A calçada da FAM

Mais conhecido pelo apodo de Esperto do que pelo sobrenome Miranda, o Zé foi, por longos anos, a conexão da macharia pitanguiense com o Exército Nacional. Fichava todos os rapazes que entravam no ano de sua maioridade e que queriam estar em dia com suas obrigações militares e de cidadãos, num cubículo dotado de um balcão, uma escrivaninha e de uma Remington manual. Tudo num quase piscar de olhos - quase sempre inferior a uma hora de espera.

E de lá saía o jovem de posse de sua FAM, a folha de alistamento militar. E para a maioria dos meninos citadinos, a esperança de uma dispensa de incorporação que os livraria de tanta presumida amolação. Os moços da roça, sempre com menos chances, é que, em geral, nutriam a expectativa de uma chamada pois com o Exército teriam, além da farda, um rumo na vida. Quanta graça em sentar praça. Mesmo se da Justiça se erguesse a clava forte, pela Pátria, quem - naqueles tempos - fugiria à morte?

A coincidência de nossos nomes, entre o Zé e eu, não era a certeza de parentesco, e muito menos de um refresco. Mas o Zé, sabendo de minha condição eclesiástica, eu era então seminarista, acenou-me com uma possibilidade de adiamento da incorporação, quando expirasse a validade da FAM. Tudo se fazia na vizinha cidade do Pará de Minas, por meio de um Tenente Brandão, chegada a ocasião, mas sem nenhuma garantia de sucesso na empreitada. A maior certeza da dispensa era justamente para os que mais sonhavam com a incorporação, a moçada rural.
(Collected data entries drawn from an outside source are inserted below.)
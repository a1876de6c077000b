//! Threshold decisions - pure mapping from live counts to board actions

mod threshold;

pub use threshold::{decide, BoardAction, ThresholdPolicy};
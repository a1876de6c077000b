//! # kekboard-bot
//!
//! The bot process: a serenity gateway client feeding reaction events into
//! the board sync serializer, a Discord implementation of the chat client,
//! and the stats HTTP server.

pub mod discord;
pub mod events;
pub mod server;

pub use discord::DiscordChatClient;
pub use events::BoardEventHandler;
pub use server::{create_service_context, run, shutdown_signal};
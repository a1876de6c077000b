//! Embedded key-value store module.
//!
//! Provides the process-wide sled handle shared by every store.

mod sled_db;

pub use sled_db::{KvConfig, KvStore, StoreError, StoreResult};
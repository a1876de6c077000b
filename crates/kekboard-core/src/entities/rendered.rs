//! Rendered board copy - what gets sent to the board channel

/// Message body for a board copy
#[derive(Debug, Clone, Default, PartialEq, Eq)]
pub struct RenderedMessage {
    pub content: String,
    pub embeds: Vec<RenderedEmbed>,
}

/// A single embed on a board copy
#[derive(Debug, Clone, Default, PartialEq, Eq)]
pub struct RenderedEmbed {
    pub url: Option<String>,
    pub author: Option<EmbedAuthor>,
    pub description: Option<String>,
    pub fields: Vec<EmbedField>,
    pub image_url: Option<String>,
}

/// Embed author line
#[derive(Debug, Clone, PartialEq, Eq)]
pub struct EmbedAuthor {
    pub name: String,
    pub icon_url: Option<String>,
}

/// Embed name/value field
#[derive(Debug, Clone, PartialEq, Eq)]
pub struct EmbedField {
    pub name: String,
    pub value: String,
}
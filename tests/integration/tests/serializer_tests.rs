//! Event pipeline tests
//!
//! Feed reaction events through the serializer into the sync worker and
//! check the board once the queue has drained.

use std::time::Duration;

use integration_tests::{added, removed, unique_id, Harness, BOARD_CHANNEL_ID};
use kekboard_service::{EventSerializer, ShutdownOutcome, SyncWorker};

const GRACE: Duration = Duration::from_secs(10);

#[tokio::test]
async fn test_events_drain_into_board() -> anyhow::Result<()> {
    let h = Harness::new()?;
    let published = h.post(70, "alice", 3);
    let ignored = h.post(71, "bob", 1);

    let (sender, handle) = EventSerializer::spawn(SyncWorker::new(h.ctx.clone()), 32);
    sender.submit(added(published))?;
    sender.submit(added(ignored))?;
    sender.submit(removed(ignored))?;

    assert_eq!(handle.shutdown(GRACE).await, ShutdownOutcome::Drained);

    assert!(h.state(published).is_some());
    assert!(h.state(ignored).is_none());
    assert_eq!(h.chat.posted(BOARD_CHANNEL_ID).len(), 1);

    Ok(())
}

#[tokio::test]
async fn test_burst_for_one_message_posts_once() -> anyhow::Result<()> {
    let h = Harness::new()?;
    let id = h.post(72, "carol", 5);

    let (sender, handle) = EventSerializer::spawn(SyncWorker::new(h.ctx.clone()), 64);
    for _ in 0..20 {
        sender.submit(added(id))?;
    }

    let stats = handle.stats();
    assert_eq!(stats.accepted, 20);
    assert_eq!(handle.shutdown(GRACE).await, ShutdownOutcome::Drained);

    assert_eq!(h.chat.send_count(), 1);
    assert_eq!(h.state(id).map(|s| s.reaction_count), Some(5));

    Ok(())
}

#[tokio::test]
async fn test_concurrent_producers() -> anyhow::Result<()> {
    let h = Harness::new()?;
    let ids: Vec<_> = (0..8).map(|n| h.post(80, "dave", 3 + n)).collect();

    let (sender, handle) = EventSerializer::spawn(SyncWorker::new(h.ctx.clone()), 256);

    let mut producers = Vec::new();
    for id in ids.clone() {
        let sender = sender.clone();
        producers.push(tokio::spawn(async move {
            for _ in 0..5 {
                sender.submit(added(id)).ok();
                tokio::task::yield_now().await;
            }
        }));
    }
    for producer in producers {
        producer.await?;
    }

    assert_eq!(handle.shutdown(GRACE).await, ShutdownOutcome::Drained);

    assert_eq!(h.chat.posted(BOARD_CHANNEL_ID).len(), ids.len());
    for (n, id) in ids.iter().enumerate() {
        assert_eq!(h.state(*id).map(|s| s.reaction_count), Some(3 + n as u64));
    }

    let stats = h.stats().await?;
    assert_eq!(stats.len(), 1);
    assert_eq!(stats[0].count, (0..8).map(|n| 3 + n).sum::<u64>());

    Ok(())
}

#[tokio::test]
async fn test_missing_message_does_not_count_as_failure() -> anyhow::Result<()> {
    let h = Harness::new()?;
    let present = h.post(90, "erin", 3);

    let (sender, handle) = EventSerializer::spawn(SyncWorker::new(h.ctx.clone()), 8);
    sender.submit(added(unique_id()))?;
    sender.submit(added(present))?;

    // Let the consumer catch up before reading counters
    while handle.stats().processed < 2 {
        tokio::time::sleep(Duration::from_millis(10)).await;
    }
    let stats = handle.stats();
    assert_eq!(stats.failed, 0);
    assert_eq!(handle.shutdown(GRACE).await, ShutdownOutcome::Drained);

    assert!(h.state(present).is_some());

    Ok(())
}

#[tokio::test]
async fn test_failures_do_not_stall_queue() -> anyhow::Result<()> {
    let h = Harness::new()?;
    let first = h.post(91, "frank", 3);

    h.chat.set_transport_down(true);
    let (sender, handle) = EventSerializer::spawn(SyncWorker::new(h.ctx.clone()), 8);
    sender.submit(added(first))?;

    while handle.stats().processed < 1 {
        tokio::time::sleep(Duration::from_millis(10)).await;
    }
    assert_eq!(handle.stats().failed, 1);
    assert!(h.state(first).is_none());

    // Platform recovers; the next event reconciles
    h.chat.set_transport_down(false);
    sender.submit(added(first))?;
    assert_eq!(handle.shutdown(GRACE).await, ShutdownOutcome::Drained);

    assert!(h.state(first).is_some());

    Ok(())
}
Só uma guerra é que lhes empoderaria para esse sublime exercício da cidadania. Mas a mais provável contendora nossa, a Argentina, malgrado a rivalidade futebolística atávica, se ameaçava, era mais na cabeça de nossos generais estrategistas, e dos dela, do que na realidade de igual penúria das Forças Armadas de ambos os lados.

O Uruguai e o Paraguai eram fichinhas. E a Bolívia nem contava. Peru, Colômbia e Venezuela tinham a barreira amazônica a nos isolar...e ao irmão do Norte, por demais forte, media-se era com uma União Soviética, uma China, enquanto nos impelia a combater outros pirigos danados, como o comunismo devorador de criancinhas.

Enquanto isso, expertamente, com seus zuim azul, já empapados de teor etílico, anunciava a hora de fechar a repartição e cair num boteco, sua paixão.